# America's conversion to a single payer system easy peasy.



## Knight (May 25, 2017)

Everyone on Medicare & Medicaid, Veterans, active duty military personal within the borders of America & employees covered by employers will change from what they have now to the government run single payer system. Funding will come from taxes collected from those working and employers payments to insurance companies used for health care. In addition all deductions for Medicare and budget monies used for Medicaid will be redirected. to the new government agency set up to administer the single payer system. 

During the conversion unpaid patient health care needs will be documented, supplied to the patient for submission to the new agency for payment. 

Insurance companies will still be able to provide for those that want extra coverage to insure preferential treatment. 

All personal information will be stored in a secure government data base so treatment and diagnosis can be accessed anywhere in America. 

To avoid confusion about who is or isn't covered, phase in will begin immediately after the new government agency is staffed and all citizens are identified as having the legal right to coverage.  

That should work.

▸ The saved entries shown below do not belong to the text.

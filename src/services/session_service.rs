//! Session creation and PIN lookup.

use tracing::{info, warn};
use uuid::Uuid;

use crate::{
    dao::{models::SessionEntity, poll_store::PollStore},
    dto::validation::PIN_LENGTH,
    error::ServiceError,
    state::SharedState,
};

/// Create a session for `question`, allocating a PIN no other session uses.
///
/// Up to `pin_attempts` candidates are checked in a single store call; when all of them
/// collide the call fails with [`ServiceError::PinSpaceExhausted`] instead of reusing a PIN.
pub async fn create_session(
    state: &SharedState,
    question: &str,
) -> Result<SessionEntity, ServiceError> {
    let candidates = (0..state.config().pin_attempts())
        .map(|_| generate_pin())
        .collect();
    create_session_with_pins(state.store(), question, candidates).await
}

/// Same as [`create_session`] with explicit PIN candidates, tried in order.
pub async fn create_session_with_pins(
    store: &dyn PollStore,
    question: &str,
    candidates: Vec<String>,
) -> Result<SessionEntity, ServiceError> {
    let question = question.trim();
    if question.is_empty() {
        return Err(ServiceError::InvalidInput(
            "please type a valid question".into(),
        ));
    }

    let attempts = u32::try_from(candidates.len()).unwrap_or(u32::MAX);
    match store.create_session(question.to_string(), candidates).await {
        Ok(Some(session)) => {
            info!(pin = %session.pin, session_id = %session.id, "session created");
            Ok(session)
        }
        Ok(None) => {
            warn!(attempts, "every PIN candidate collided with an existing session");
            Err(ServiceError::PinSpaceExhausted { attempts })
        }
        Err(err) => {
            warn!(error = %err, "failed to create session");
            Err(err.into())
        }
    }
}

/// Look a session up by its exact PIN. An unknown PIN is not an error.
pub async fn get_session_by_pin(
    state: &SharedState,
    pin: &str,
) -> Result<Option<SessionEntity>, ServiceError> {
    let pin = pin.trim();
    if pin.is_empty() {
        return Ok(None);
    }

    state
        .store()
        .find_session_by_pin(pin.to_string())
        .await
        .map_err(|err| {
            warn!(%pin, error = %err, "failed to look up session");
            err.into()
        })
}

/// Six digit candidate taken from the leading decimal digits of a random UUID.
///
/// A v4 UUID always has its version bits set, so its integer value has well over six digits.
pub fn generate_pin() -> String {
    Uuid::new_v4()
        .as_u128()
        .to_string()
        .chars()
        .take(PIN_LENGTH)
        .collect()
}

#[cfg(all(test, feature = "sqlite-store"))]
mod tests {
    use super::*;
    use crate::{dto::validation::validate_pin, services::test_support::test_state};

    #[test]
    fn generated_pins_are_six_digits() {
        for _ in 0..200 {
            let pin = generate_pin();
            assert!(validate_pin(&pin).is_ok(), "bad pin {pin}");
        }
    }

    #[tokio::test]
    async fn created_session_is_found_by_its_pin() {
        let state = test_state();
        let session = create_session(&state, "  Favorite color?  ").await.unwrap();
        assert!(validate_pin(&session.pin).is_ok());
        assert_eq!(session.question, "Favorite color?");

        let found = get_session_by_pin(&state, &session.pin).await.unwrap().unwrap();
        assert_eq!(found.id, session.id);
        assert_eq!(found.question, "Favorite color?");
    }

    #[tokio::test]
    async fn blank_question_is_rejected() {
        let state = test_state();
        let err = create_session(&state, "   ").await.unwrap_err();
        assert!(matches!(err, ServiceError::InvalidInput(_)));
    }

    #[tokio::test]
    async fn collisions_move_to_the_next_candidate() {
        let state = test_state();
        let first = create_session_with_pins(state.store(), "one", vec!["100000".into()])
            .await
            .unwrap();
        let second = create_session_with_pins(
            state.store(),
            "two",
            vec!["100000".into(), "200000".into()],
        )
        .await
        .unwrap();

        assert_eq!(first.pin, "100000");
        assert_eq!(second.pin, "200000");
    }

    #[tokio::test]
    async fn exhausted_candidates_fail_without_duplicating() {
        let state = test_state();
        create_session_with_pins(state.store(), "one", vec!["100000".into()])
            .await
            .unwrap();

        let err = create_session_with_pins(
            state.store(),
            "two",
            vec!["100000".into(), "100000".into()],
        )
        .await
        .unwrap_err();
        assert!(matches!(err, ServiceError::PinSpaceExhausted { attempts: 2 }));

        let found = get_session_by_pin(&state, "100000").await.unwrap().unwrap();
        assert_eq!(found.question, "one");
    }

    #[tokio::test]
    async fn unknown_or_blank_pin_is_not_found() {
        let state = test_state();
        assert!(get_session_by_pin(&state, "999999").await.unwrap().is_none());
        assert!(get_session_by_pin(&state, "  ").await.unwrap().is_none());
    }

    #[tokio::test]
    async fn concurrent_sessions_get_distinct_pins() {
        let state = test_state();
        let tasks: Vec<_> = (0..16)
            .map(|i| {
                let state = state.clone();
                tokio::spawn(async move { create_session(&state, &format!("q{i}")).await })
            })
            .collect();

        let mut pins = std::collections::HashSet::new();
        for task in tasks {
            let session = task.await.unwrap().unwrap();
            assert!(pins.insert(session.pin));
        }
    }
}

Or not!


----------



## Don M. (May 25, 2017)

One way or another, the U.S. is going to HAVE TO transition to some sort of UHC.  Our present "for Profit" system is slowly beginning to implode, and the costs are becoming prohibitive for more and more, every year.  Just yesterday, the local news said that BCBS is pulling out of the Obamacare plans for the Kansas City area, in 2018.  That will leave at least 20,000 in that area with no coverage.  This is going to continue to happen, in areas where there is only one insurance company participating in the ACA/Obamacare.


----------



## Aunt Bea (May 25, 2017)

Good or bad I believe it will come to that.  

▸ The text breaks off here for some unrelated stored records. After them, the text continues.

use axum::{Json, http::StatusCode, response::IntoResponse};
use serde::Serialize;
use thiserror::Error;

use crate::dao::storage::StorageError;

/// Errors that can occur in service layer operations.
#[derive(Debug, Error)]
pub enum ServiceError {
    /// Storage backend is unavailable or failed the unit of work.
    #[error("storage unavailable")]
    Unavailable(#[source] StorageError),
    /// Unauthorized access attempt.
    #[error("unauthorized: {0}")]
    Unauthorized(String),
    /// Invalid input provided by the client.
    #[error("invalid input: {0}")]
    InvalidInput(String),
    /// Operation cannot be performed in the current state.
    #[error("invalid state: {0}")]
    InvalidState(String),
    /// Requested resource was not found.
    #[error("not found: {0}")]
    NotFound(String),
    /// Every generated PIN collided with an existing session.
    #[error("could not allocate a free PIN after {attempts} attempt(s)")]
    PinSpaceExhausted { attempts: u32 },
    /// Unexpected failure outside of storage (hashing, encoding).
    #[error("internal error: {0}")]
    Internal(String),
}

impl From<StorageError> for ServiceError {
    fn from(err: StorageError) -> Self {
        ServiceError::Unavailable(err)
    }
}

/// Application-level errors that are converted to HTTP responses.
#[derive(Debug, Error)]
pub enum AppError {
    /// Bad request with invalid input.
    #[error("bad request: {0}")]
    BadRequest(String),
    /// Unauthorized access attempt.
    #[error("unauthorized: {0}")]
    Unauthorized(String),
    /// Requested resource not found.
    #[error("not found: {0}")]
    NotFound(String),
    /// Conflict with current state.
    #[error("conflict: {0}")]
    Conflict(String),
    /// Storage unavailable; the action was not completed.
    #[error("service unavailable: {0}")]
    ServiceUnavailable(String),
    /// Internal server error.
    #[error("internal error: {0}")]
    Internal(String),
}

impl From<ServiceError> for AppError {
    fn from(err: ServiceError) -> Self {
        match err {
            ServiceError::Unavailable(source) => AppError::ServiceUnavailable(source.to_string()),
            ServiceError::Unauthorized(message) => AppError::Unauthorized(message),
            ServiceError::InvalidInput(message) => AppError::BadRequest(message),
            ServiceError::InvalidState(message) => AppError::Conflict(message),
            ServiceError::NotFound(message) => AppError::NotFound(message),
            err @ ServiceError::PinSpaceExhausted { .. } => AppError::Conflict(err.to_string()),
            ServiceError::Internal(message) => AppError::Internal(message),
        }
    }
}

#[derive(Serialize)]
struct ErrorBody {
    message: String,
}

impl IntoResponse for AppError {
    fn into_response(self) -> axum::response::Response {
        let status = match &self {
            AppError::BadRequest(_) => StatusCode::BAD_REQUEST,
            AppError::Unauthorized(_) => StatusCode::UNAUTHORIZED,
            AppError::NotFound(_) => StatusCode::NOT_FOUND,
            AppError::Conflict(_) => StatusCode::CONFLICT,
            AppError::ServiceUnavailable(_) => StatusCode::SERVICE_UNAVAILABLE,
            AppError::Internal(_) => StatusCode::INTERNAL_SERVER_ERROR,
        };

        let payload = Json(ErrorBody {
            message: self.to_string(),
        });

        (status, payload).into_response()
    }
}

#[cfg(test)]
mod tests {
    use super::*;

    #[test]
    fn service_errors_map_to_http_statuses() {
        let cases = [
            (ServiceError::InvalidInput("x".into()), StatusCode::BAD_REQUEST),
            (ServiceError::Unauthorized("x".into()), StatusCode::UNAUTHORIZED),
            (ServiceError::NotFound("x".into()), StatusCode::NOT_FOUND),
            (
                ServiceError::PinSpaceExhausted { attempts: 5 },
                StatusCode::CONFLICT,
            ),
            (
                ServiceError::Unavailable(StorageError::corrupted("session", "bad id")),
                StatusCode::SERVICE_UNAVAILABLE,
            ),
        ];

        for (err, expected) in cases {
            let response = AppError::from(err).into_response();
            assert_eq!(response.status(), expected);
        }
    }
}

I think employers will gross up employee wages with a one time adjustment for the amount that they currently spend to subsidize employee health care and remove themselves from the whole issue.  When that day comes it will be Medicare for all.  

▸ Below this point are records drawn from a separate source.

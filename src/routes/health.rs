use axum::{Json, Router, extract::State, routing::get};

use crate::{dto::health::HealthResponse, services::health_service, state::SharedState};

#[utoipa::path(
    get,
    path = "/healthcheck",
    tag = "health",
    responses((status = 200, description = "Service is healthy", body = HealthResponse))
)]
/// Return the current health status of the backend and ping the poll store.
pub async fn healthcheck(State(state): State<SharedState>) -> Json<HealthResponse> {
    let status = health_service::health_status(&state).await;
    Json(status)
}

/// Configure the health routes subtree.
pub fn router() -> Router<SharedState> {
    Router::<SharedState>::new().route("/healthcheck", get(healthcheck))
}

The million dollar question is what will the premiums/taxes and the coverage look like.


----------



## WhatInThe (May 25, 2017)

The problem with single payer and other systems is the focus is on who and how a bill will paid. Instead more focus needs to be placed on the actual costs of physical care. Throw insurance out of the equation for a minute. Why is one night in the hospital cost $3000 to $5000 or why did one band aid cost $5 or bag of basically salt water cost $35.

The way actual CARE is delivered needs to addressed as well. I for one am an advocate of urgent care type clinics which should help eliminate emergency room visits and/or the $200-$300 office visit. Also even though I think they waste money on the 'free' home visit every year I would shift those resources from people already seeing doctors several times a year to someone who doesn't see a doctor once a year.

And people need to use common sense as well, not the emergency room for every medical need when their doctor isn't available. If you injure your ankle playing a sport or working why not go directly to an orthopedic or sports medicine clinic or urgent care office right away. It's frequently not that difficult to figure what kind of specialists one might need. The industry has to accept this practice as well. 

Step by step brick by brick the US health care system will have to be changed. Not by one piece of legislative action.


----------



## Knight (May 25, 2017)

Aunt Bea said:


> Good or bad I believe it will come to that.
> 
> I think employers will gross up employee wages with a one time adjustment for the amount that they currently spend to subsidize employee health care and remove themselves from the whole issue.  When that day comes it will be Medicare for all.
> 
> The million dollar question is what will the premiums/taxes and the coverage look like.


With a single payer system just like other places in our world premiums would be for those that wanted to buy additional coverage from an insurance company.

The question of taxes gets a little tricky. Would better paid be taxed more? Would taking the taxed money supporting Medicare Medicaid and veterans be enough to cover the cost of the multitude of reasons people seek medical care? Would money businesses spend for employee health care benefits in combination with the diverted tax money close the cost.


 Toss in controlled hospital and doctor fees then pharma costs. Would less translate to less innovation and availability to doctors ? 

Then there is the tax deduction for high cost health care. That goes away. 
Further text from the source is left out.